Morte celular no desenvolvimento embrionário.

Dois eventos da vida embrionária estão claramente relacionados

à morte celular: a eliminação de tecidos e órgãos transitórios e o

remodelamento tecidual.

São exemplos clássicos de eliminação de tecidos transitórios por

apoptose a retração da cauda de girinos e a eliminação da membrana

interdigital das patas de mamíferos (Figura 13.11).

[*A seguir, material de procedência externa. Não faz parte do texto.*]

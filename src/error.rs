//! Exception kinds and the result type used throughout the runtime core.
//!
//! Script-level `throw` can raise any value; thrown primitive integers are
//! mapped onto this dense, contiguous enumeration of exception kinds, and
//! everything else becomes [`Exception::Other`]. The enumeration is fixed at
//! build time and its textual names and one-line descriptions are queryable
//! at runtime.

use thiserror::Error;

/// VM exception kinds.
///
/// The numeric values are part of the bytecode contract: a `THROW` of the
/// integer `n` is routed to the handler search as the kind with code `n`.
/// Code `0` is "no exception" and never appears as an `Err`.
#[derive(Error, Debug, Clone, Copy, PartialEq, Eq, Hash)]
#[cfg_attr(feature = "serde-types", derive(serde::Serialize, serde::Deserialize))]
#[repr(u8)]
pub enum Exception {
    /// Voluntary reschedule point; resumes execution.
    #[error("yield")]
    Yield = 1,

    /// VM work exhausted; the root frame was reached.
    #[error("end of VM work")]
    End,

    /// Forced return from within a try or catch block.
    #[error("return from exception block")]
    Return,

    /// A destructor refused to destroy its object.
    #[error("destruction refused")]
    Refuse,

    /// A non-integer value was thrown.
    #[error("non-integer exception value")]
    Other,

    /// Internal error in the runtime core itself. Never caught by script
    /// handlers.
    #[error("internal error")]
    Internal,

    /// Bytecode failed a VM consistency check.
    #[error("VM consistency check failed")]
    VmCheck,

    /// Illegal instruction.
    #[error("illegal instruction")]
    Illegal,

    /// The thrown value itself was unusable as an exception.
    #[error("illegal exception value")]
    BadException,

    /// Operation not implemented for these operands.
    #[error("operation not implemented")]
    NotImplemented,

    /// Out of memory.
    #[error("out of memory")]
    Memory,

    /// Unexpected end of input.
    #[error("unexpected end of data")]
    Eof,

    /// Malformed arguments to an instruction or call.
    #[error("invalid arguments")]
    Arguments,

    /// Too few arguments.
    #[error("too few arguments")]
    FewArgs,

    /// Too many arguments.
    #[error("too many arguments")]
    ManyArgs,

    /// Trailing arguments do not form whole tuples.
    #[error("incomplete argument tuple")]
    TupleArgs,

    /// A result was requested from a function that has none.
    #[error("function has no result")]
    NoResult,

    /// An object reference was required.
    #[error("object required")]
    NeedObject,

    /// A callable object was required.
    #[error("callable object required")]
    NeedCallable,

    /// A string was required.
    #[error("string required")]
    NeedString,

    /// An even number of initializers was required.
    #[error("even number of values required")]
    NeedEven,

    /// Operand has the wrong type for this operation.
    #[error("wrong operand type")]
    WrongType,

    /// Value is of a type that the operation cannot even consider.
    #[error("illegal operand type")]
    BadType,

    /// The value cannot be indexed.
    #[error("object cannot be indexed")]
    CantIndex,

    /// Index below the valid range.
    #[error("index below range")]
    LowIndex,

    /// Index above the valid range.
    #[error("index above range")]
    HighIndex,

    /// Index or key not valid for this container.
    #[error("no such index or key")]
    WrongIndex,

    /// Read access denied.
    #[error("cannot read")]
    CantRead,

    /// Write access denied.
    #[error("cannot write")]
    CantWrite,

    /// Delete not possible.
    #[error("cannot delete")]
    CantDelete,

    /// Integer division or modulo by zero.
    #[error("division by zero")]
    DivByZero,

    /// Arithmetic overflow.
    #[error("arithmetic overflow")]
    Overflow,

    /// The class does not implement the requested metamethod.
    #[error("metamethod not implemented")]
    NoMetamethod,

    /// The class cannot be instantiated.
    #[error("class has no constructor")]
    NoConstructor,

    /// The constructor failed.
    #[error("constructor failed")]
    Constructor,

    /// Upvalue access walked off the call frame chain.
    #[error("upvalue access failed")]
    Upvalue,

    /// Named object not found.
    #[error("object not found")]
    NotFound,

    /// Module initialization failed.
    #[error("module initialization failed")]
    ModuleInit,

    /// No cast path between the classes involved.
    #[error("cast failed")]
    CastFailed,
}

/// Highest valid exception code.
pub const EXCEPTION_LAST: u8 = Exception::CastFailed as u8;

impl Exception {
    /// Maps a thrown integer onto an exception kind.
    ///
    /// Codes outside the enumeration collapse to [`Exception::Other`], the
    /// same route a thrown non-integer value takes. `None` is returned for
    /// code 0, which means "no exception" (a bare reschedule).
    pub fn from_code(code: i32) -> Option<Self> {
        if code == 0 {
            return None;
        }
        if code < 0 || code > EXCEPTION_LAST as i32 {
            return Some(Exception::Other);
        }
        Some(ALL_EXCEPTIONS[(code - 1) as usize])
    }

    /// The numeric code of this kind.
    pub fn code(self) -> u8 {
        self as u8
    }

    /// The stable symbolic name of this kind.
    pub fn name(self) -> &'static str {
        match self {
            Exception::Yield => "Yield",
            Exception::End => "End",
            Exception::Return => "Return",
            Exception::Refuse => "Refuse",
            Exception::Other => "Other",
            Exception::Internal => "Internal",
            Exception::VmCheck => "VmCheck",
            Exception::Illegal => "Illegal",
            Exception::BadException => "BadException",
            Exception::NotImplemented => "NotImplemented",
            Exception::Memory => "Memory",
            Exception::Eof => "Eof",
            Exception::Arguments => "Arguments",
            Exception::FewArgs => "FewArgs",
            Exception::ManyArgs => "ManyArgs",
            Exception::TupleArgs => "TupleArgs",
            Exception::NoResult => "NoResult",
            Exception::NeedObject => "NeedObject",
            Exception::NeedCallable => "NeedCallable",
            Exception::NeedString => "NeedString",
            Exception::NeedEven => "NeedEven",
            Exception::WrongType => "WrongType",
            Exception::BadType => "BadType",
            Exception::CantIndex => "CantIndex",
            Exception::LowIndex => "LowIndex",
            Exception::HighIndex => "HighIndex",
            Exception::WrongIndex => "WrongIndex",
            Exception::CantRead => "CantRead",
            Exception::CantWrite => "CantWrite",
            Exception::CantDelete => "CantDelete",
            Exception::DivByZero => "DivByZero",
            Exception::Overflow => "Overflow",
            Exception::NoMetamethod => "NoMetamethod",
            Exception::NoConstructor => "NoConstructor",
            Exception::Constructor => "Constructor",
            Exception::Upvalue => "Upvalue",
            Exception::NotFound => "NotFound",
            Exception::ModuleInit => "ModuleInit",
            Exception::CastFailed => "CastFailed",
        }
    }

    /// One-line description, as shown in diagnostics.
    pub fn description(self) -> &'static str {
        DESCRIPTIONS[(self as u8 - 1) as usize]
    }

    /// True for the kinds that exist to steer the scheduler rather than to
    /// signal a script-visible error.
    pub fn is_control(self) -> bool {
        matches!(self, Exception::Yield | Exception::End | Exception::Return)
    }
}

/// All exception kinds in code order.
pub const ALL_EXCEPTIONS: [Exception; EXCEPTION_LAST as usize] = [
    Exception::Yield,
    Exception::End,
    Exception::Return,
    Exception::Refuse,
    Exception::Other,
    Exception::Internal,
    Exception::VmCheck,
    Exception::Illegal,
    Exception::BadException,
    Exception::NotImplemented,
    Exception::Memory,
    Exception::Eof,
    Exception::Arguments,
    Exception::FewArgs,
    Exception::ManyArgs,
    Exception::TupleArgs,
    Exception::NoResult,
    Exception::NeedObject,
    Exception::NeedCallable,
    Exception::NeedString,
    Exception::NeedEven,
    Exception::WrongType,
    Exception::BadType,
    Exception::CantIndex,
    Exception::LowIndex,
    Exception::HighIndex,
    Exception::WrongIndex,
    Exception::CantRead,
    Exception::CantWrite,
    Exception::CantDelete,
    Exception::DivByZero,
    Exception::Overflow,
    Exception::NoMetamethod,
    Exception::NoConstructor,
    Exception::Constructor,
    Exception::Upvalue,
    Exception::NotFound,
    Exception::ModuleInit,
    Exception::CastFailed,
];

const DESCRIPTIONS: [&str; EXCEPTION_LAST as usize] = [
    "yield",
    "end of VM work",
    "return from exception block",
    "destruction refused",
    "non-integer exception value",
    "internal error",
    "VM consistency check failed",
    "illegal instruction",
    "illegal exception value",
    "operation not implemented",
    "out of memory",
    "unexpected end of data",
    "invalid arguments",
    "too few arguments",
    "too many arguments",
    "incomplete argument tuple",
    "function has no result",
    "object required",
    "callable object required",
    "string required",
    "even number of values required",
    "wrong operand type",
    "illegal operand type",
    "object cannot be indexed",
    "index below range",
    "index above range",
    "no such index or key",
    "cannot read",
    "cannot write",
    "cannot delete",
    "division by zero",
    "arithmetic overflow",
    "metamethod not implemented",
    "class has no constructor",
    "constructor failed",
    "upvalue access failed",
    "object not found",
    "module initialization failed",
    "cast failed",
];

/// Result type for runtime core operations.
pub type VmResult<T> = std::result::Result<T, Exception>;

#[cfg(test)]
mod tests {
    use super::*;

    #[test]
    fn code_round_trip() {
        for (i, x) in ALL_EXCEPTIONS.iter().enumerate() {
            assert_eq!(x.code() as usize, i + 1);
            assert_eq!(Exception::from_code(x.code() as i32), Some(*x));
        }
    }

    #[test]
    fn zero_is_no_exception() {
        assert_eq!(Exception::from_code(0), None);
    }

    #[test]
    fn unknown_codes_become_other() {
        assert_eq!(Exception::from_code(-7), Some(Exception::Other));
        assert_eq!(Exception::from_code(1000), Some(Exception::Other));
    }

    #[test]
    fn names_and_descriptions_are_dense() {
        for x in ALL_EXCEPTIONS {
            assert!(!x.name().is_empty());
            assert!(!x.description().is_empty());
            assert_eq!(x.to_string(), x.description());
        }
    }
}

No desenvolvimento do sistema nervoso também ocorre morte

celular programada. No cérebro embrionário existe um número

desnecessariamente maior de neurônios. Este excesso é uma maneira

de garantir o sucesso das conexões neuronais. Logo, neurônios que não

se conectarem de maneira apropriada entrarão em apoptose e serão

eliminados. Em certas regiões do cérebro, mais de 80% dos neurônios

morrem desta maneira durante o desenvolvimento embrionário.

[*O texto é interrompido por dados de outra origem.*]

// ---------------------------------------------------------------------
// Scenario: table ordering
// ---------------------------------------------------------------------

#[test]
fn table_keeps_hash_order_across_delete() {
    let mut vm = open();
    let tv = vm.construct(ClassId::TABLE, &[]).unwrap();
    let t = tv.object().unwrap();

    for key in ["a", "b", "c"] {
        vm.table_set_str(t, key, Value::Integer(key.as_bytes()[0] as i32))
            .unwrap();
    }
    let b = vm.intern("b").unwrap();
    vm.table_delete(t, &Value::ObjRef(b)).unwrap();
    vm.disown_object(b);

    let items = vm.table(t).unwrap().clone();
    assert_eq!(items.len(), 2);
    // Hash order is non-decreasing across the index order.
    assert!(items.windows(2).all(|w| w[0].hash <= w[1].hash));
    let mut keys: Vec<String> = items
        .iter()
        .map(|it| {
            let o = it.key.object().unwrap();
            String::from_utf8_lossy(vm.string_bytes(o)).into_owned()
        })
        .collect();
    keys.sort();
    assert_eq!(keys, ["a", "c"]);

    vm.disown_object(t);
}

#[test]
fn table_lookup_by_string_identity_and_value() {
    let mut vm = open();
    let tv = vm.construct(ClassId::TABLE, &[]).unwrap();
    let t = tv.object().unwrap();

    vm.table_set_str(t, "answer", Value::Integer(42)).unwrap();
    vm.table_set(t, Value::Integer(5), Value::Integer(55))
        .unwrap();
    vm.table_set(t, Value::Nil, Value::Integer(0)).unwrap();

    assert_eq!(vm.table_get_str(t, "answer"), Ok(Value::Integer(42)));
    assert_eq!(vm.table_get(t, &Value::Integer(5)), Ok(Value::Integer(55)));
    assert_eq!(vm.table_get(t, &Value::Nil), Ok(Value::Integer(0)));
    assert_eq!(
        vm.table_get(t, &Value::Integer(6)),
        Err(Exception::WrongIndex)
    );

    // Overwrite does not duplicate.
    vm.table_set_str(t, "answer", Value::Integer(43)).unwrap();
    assert_eq!(vm.table(t).unwrap().len(), 3);
    assert_eq!(vm.table_get_str(t, "answer"), Ok(Value::Integer(43)));

    vm.disown_object(t);
}

#[test]
fn table_scales_past_the_binary_search_threshold() {
    let mut vm = open();
    let tv = vm.construct(ClassId::TABLE, &[]).unwrap();
    let t = tv.object().unwrap();

    for i in 0..64 {
        vm.table_set_str(t, &format!("key-{i}"), Value::Integer(i))
            .unwrap();
    }
    let items = vm.table(t).unwrap();
    assert_eq!(items.len(), 64);
    assert!(items.windows(2).all(|w| w[0].hash <= w[1].hash));
    drop(items);
    for i in 0..64 {
        assert_eq!(
            vm.table_get_str(t, &format!("key-{i}")),
            Ok(Value::Integer(i))
        );
    }
    vm.disown_object(t);
}

// ---------------------------------------------------------------------
// Scenario: heap growth under deep recursion
// ---------------------------------------------------------------------

#[test]
fn deep_call_chain_grows_heap_and_keeps_limbo_sound() {
    let mut vm = Vm::open(VmConfig {
        heap_initial: 64,
        ..VmConfig::default()
    })
    .unwrap();
    let module = vm.create_module("deep").unwrap();
    let live_before = vm.live_objects();
    let heap_before = vm.heap_size();

    // Leaf returns 0; every other level allocates an intermediate table
    // (parked in limbo), calls down and adds one.
    let mut leaf = FunctionBuilder::new("leaf-100").results(1);
    leaf.emit(Opcode::LdI, &[0, 0]).unwrap();
    leaf.emit(Opcode::ReturnR, &[0]).unwrap();
    let mut next = leaf.framesize(1).finish(&mut vm, module).unwrap();

    for depth in (0..100).rev() {
        let mut fb = FunctionBuilder::new(&format!("level-{depth}")).results(1);
        let callee = fb.constant(Value::ObjRef(next));
        // An intermediate container that stays in limbo across the call.
        fb.emit(Opcode::New, &[1, ClassId::TABLE.raw() as i32])
            .unwrap();
        fb.emit(Opcode::CCallR, &[0, 0, callee as i32]).unwrap();
        fb.emit(Opcode::BopI, &[0, 0, Operator::Add as i32, 1])
            .unwrap();
        fb.emit(Opcode::ReturnR, &[0]).unwrap();
        next = fb.framesize(8).finish(&mut vm, module).unwrap();
    }

    let live_mid = vm.live_objects();
    let r = vm.call_args(next, &[], true).unwrap();
    assert_eq!(r, Some(Value::Integer(100)));

    // The combined frames forced the heap to double at least once, and
    // every limbo-parked intermediate was released on frame exit.
    assert!(vm.heap_size() > heap_before);
    assert_eq!(vm.live_objects(), live_mid);
    assert!(vm.live_objects() >= live_before);
    assert_eq!(vm.sp, vm.sbase);
}

// ---------------------------------------------------------------------
// Loops, indexing, operators
// ---------------------------------------------------------------------

/// sum = 0; for i = 1..10 step 1 { sum += i }; return sum
#[test]
fn counted_loop_sums() {
    let mut vm = open();
    let module = vm.create_module("t").unwrap();

    let mut fb = FunctionBuilder::new("sum").results(1);
    fb.emit(Opcode::InitI, &[0, 1]).unwrap(); // i
    fb.emit(Opcode::InitI, &[1, 1]).unwrap(); // step
    fb.emit(Opcode::InitI, &[2, 10]).unwrap(); // limit
    fb.emit(Opcode::InitI, &[3, 0]).unwrap(); // sum
    let preloop = fb.emit(Opcode::PreLoop, &[0, 1, 2, 0]).unwrap();
    let body = fb.here();
    fb.emit(Opcode::Bop, &[3, 3, Operator::Add as i32, 0])
        .unwrap();
    let loop_at = fb
        .emit(Opcode::Loop, &[0, 1, 2, 0])
        .unwrap();
    let exit = fb.here();
    fb.patch_s16(
        preloop,
        4,
        (exit - (preloop + Opcode::PreLoop.size())) as i32,
    )
    .unwrap();
    fb.patch_s16(loop_at, 4, body as i32 - (loop_at + Opcode::Loop.size()) as i32)
        .unwrap();
    fb.emit(Opcode::ReturnR, &[3]).unwrap();
    let f = fb.framesize(4).cleansize(4).finish(&mut vm, module).unwrap();

    let r = vm.call_args(f, &[], true).unwrap();
    // The loop machinery runs on reals.
    assert_eq!(r, Some(Value::Real(55.0)));
}

#[test]
fn array_indexing_through_the_vm() {
    let mut vm = open();
    let module = vm.create_module("t").unwrap();

    let mut fb = FunctionBuilder::new("index").results(1);
    fb.emit(Opcode::New, &[0, ClassId::ARRAY.raw() as i32])
        .unwrap();
    fb.emit(Opcode::LdI, &[1, 7]).unwrap();
    fb.emit(Opcode::IndSetI, &[1, 0, 0]).unwrap(); // a[0] = R1
    fb.emit(Opcode::IndGetI, &[2, 0, 0]).unwrap(); // R2 = a[0]
    fb.emit(Opcode::ReturnR, &[2]).unwrap();
    let f = fb.framesize(3).finish(&mut vm, module).unwrap();

    let r = vm.call_args(f, &[], true).unwrap();
    assert_eq!(r, Some(Value::Integer(7)));
}

#[test]
fn string_concatenation_via_bop() {
    let mut vm = open();
    let module = vm.create_module("t").unwrap();

    let hello = vm.intern("hello ").unwrap();
    let world = vm.intern("world").unwrap();
    let mut fb = FunctionBuilder::new("concat").results(1);
    let c1 = fb.constant(Value::ObjRef(hello));
    let c2 = fb.constant(Value::ObjRef(world));
    fb.emit(Opcode::LdC, &[0, c1 as i32]).unwrap();
    fb.emit(Opcode::LdC, &[1, c2 as i32]).unwrap();
    fb.emit(Opcode::Add, &[2, 0, 1]).unwrap();
    fb.emit(Opcode::ReturnR, &[2]).unwrap();
    let f = fb.framesize(3).finish(&mut vm, module).unwrap();
    vm.disown_object(hello);
    vm.disown_object(world);

    let r = vm.call_args(f, &[], true).unwrap().unwrap();
    let o = r.object().expect("string result");
    assert_eq!(vm.string_bytes(o), b"hello world");
    vm.disown_value(r);
}

#[test]
fn division_always_yields_real() {
    let mut vm = open();
    let module = vm.create_module("t").unwrap();

    let mut fb = FunctionBuilder::new("div").results(1).args(2, 0, 0);
    fb.emit(Opcode::GetArgI, &[0, 0]).unwrap();
    fb.emit(Opcode::GetArgI, &[1, 1]).unwrap();
    fb.emit(Opcode::Div, &[2, 0, 1]).unwrap();
    fb.emit(Opcode::ReturnR, &[2]).unwrap();
    let f = fb.framesize(3).finish(&mut vm, module).unwrap();

    let r = vm
        .call_args(f, &[Arg::Int(7), Arg::Int(2)], true)
        .unwrap();
    assert_eq!(r, Some(Value::Real(3.5)));

    let r = vm.call_args(f, &[Arg::Int(1), Arg::Int(0)], true);
    assert_eq!(r, Err(Exception::DivByZero));
}

#[test]
fn switch_dispatches_through_constant_table() {
    let mut vm = open();
    let module = vm.create_module("t").unwrap();

    // The jump table maps case values to absolute code offsets. Build the
    // code first with a placeholder table, then fill the table in.
    let arr_v = vm.construct(ClassId::ARRAY, &[]).unwrap();
    let arr = arr_v.object().unwrap();

    let mut fb = FunctionBuilder::new("switch").results(1).args(1, 0, 0);
    let ci_tab = fb.constant(Value::ObjRef(arr));
    fb.emit(Opcode::GetArgI, &[0, 0]).unwrap();
    let sw = fb.emit(Opcode::Switch, &[0, ci_tab as i32, 0]).unwrap();
    let case0 = fb.here();
    fb.emit(Opcode::LdI, &[1, 100]).unwrap();
    fb.emit(Opcode::ReturnR, &[1]).unwrap();
    let case1 = fb.here();
    fb.emit(Opcode::LdI, &[1, 200]).unwrap();
    fb.emit(Opcode::ReturnR, &[1]).unwrap();
    let default = fb.here();
    fb.emit(Opcode::LdI, &[1, -1]).unwrap();
    fb.emit(Opcode::ReturnR, &[1]).unwrap();
    fb.patch_s16(sw, 4, (default - (sw + Opcode::Switch.size())) as i32)
        .unwrap();
    let f = fb.framesize(2).finish(&mut vm, module).unwrap();

    vm.array_set(arr, 0, Value::Integer(case0 as i32)).unwrap();
    vm.array_set(arr, 1, Value::Integer(case1 as i32)).unwrap();

    assert_eq!(
        vm.call_args(f, &[Arg::Int(0)], true).unwrap(),
        Some(Value::Integer(100))
    );
    assert_eq!(
        vm.call_args(f, &[Arg::Int(1)], true).unwrap(),
        Some(Value::Integer(200))
    );
    assert_eq!(
        vm.call_args(f, &[Arg::Int(9)], true).unwrap(),
        Some(Value::Integer(-1))
    );
    vm.disown_object(arr);
}

// ---------------------------------------------------------------------
// Upvalues
// ---------------------------------------------------------------------

/// A nested function reads a variable of its enclosing function through
/// the static-scope upvalue chain.
#[test]
fn nested_function_reads_upvalue() {
    let mut vm = open();
    let module = vm.create_module("t").unwrap();

    // inner() { return R[0] one level up }
    let mut ib = FunctionBuilder::new("inner").results(1).upvalues();
    ib.emit(Opcode::GetUVal, &[0, 0, 1]).unwrap();
    ib.emit(Opcode::ReturnR, &[0]).unwrap();
    let inner = ib.framesize(1).finish(&mut vm, module).unwrap();

    // outer() { local v = 77; return inner() }
    let mut ob = FunctionBuilder::new("outer").results(1);
    let ci = ob.constant(Value::ObjRef(inner));
    ob.emit(Opcode::InitI, &[0, 77]).unwrap();
    ob.emit(Opcode::CCallR, &[0, 1, ci as i32]).unwrap();
    ob.emit(Opcode::ReturnR, &[1]).unwrap();
    let outer = ob
        .framesize(2)
        .cleansize(1)
        .finish(&mut vm, module)
        .unwrap();

    let r = vm.call_args(outer, &[], true).unwrap();
    assert_eq!(r, Some(Value::Integer(77)));
}

#[test]
fn upvalue_writes_reach_the_outer_frame() {
    let mut vm = open();
    let module = vm.create_module("t").unwrap();

    // inner() { R[0] one level up = 5 }
    let mut ib = FunctionBuilder::new("inner").upvalues();
    ib.emit(Opcode::LdI, &[0, 5]).unwrap();
    ib.emit(Opcode::SetUVal, &[0, 0, 1]).unwrap();
    ib.emit(Opcode::Return, &[]).unwrap();
    let inner = ib.framesize(1).finish(&mut vm, module).unwrap();

    let mut ob = FunctionBuilder::new("outer").results(1);
    let ci = ob.constant(Value::ObjRef(inner));
    ob.emit(Opcode::InitI, &[0, 0]).unwrap();
    ob.emit(Opcode::CCall, &[0, ci as i32]).unwrap();
    ob.emit(Opcode::ReturnR, &[0]).unwrap();
    let outer = ob
        .framesize(1)
        .cleansize(1)
        .finish(&mut vm, module)
        .unwrap();

    let r = vm.call_args(outer, &[], true).unwrap();
    assert_eq!(r, Some(Value::Integer(5)));
}

// ---------------------------------------------------------------------
// Native functions and marshalling
// ---------------------------------------------------------------------

fn native_sum(vm: &mut Vm) -> eel_vm::VmResult<()> {
    let mut sum = 0i32;
    for i in 0..vm.argc {
        sum += vm.arg(i)?.as_int().ok_or(Exception::WrongType)?;
    }
    vm.set_result(Value::Integer(sum));
    Ok(())
}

Um outro exemplo interessante ocorre nas células fibrosas,

que darão origem ao cristalino dos nossos olhos. Estas células sofrem

apoptose nuclear (apenas o núcleo é destruído), enquanto o citoplasma

permanece intacto. Estas células anucleadas (conhecidas por células

fantasmas) formam o cristalino.

 Morte celular programada na saúde e na doença

Na Aula 1 desta disciplina vimos que diversos tipos celulares – como

as células epiteliais, sanguíneas e os hepatócitos – possuem um

tempo de vida predeterminado, após o qual morrem por apoptose e

são substituídos por células diferenciadas a partir de células-tronco.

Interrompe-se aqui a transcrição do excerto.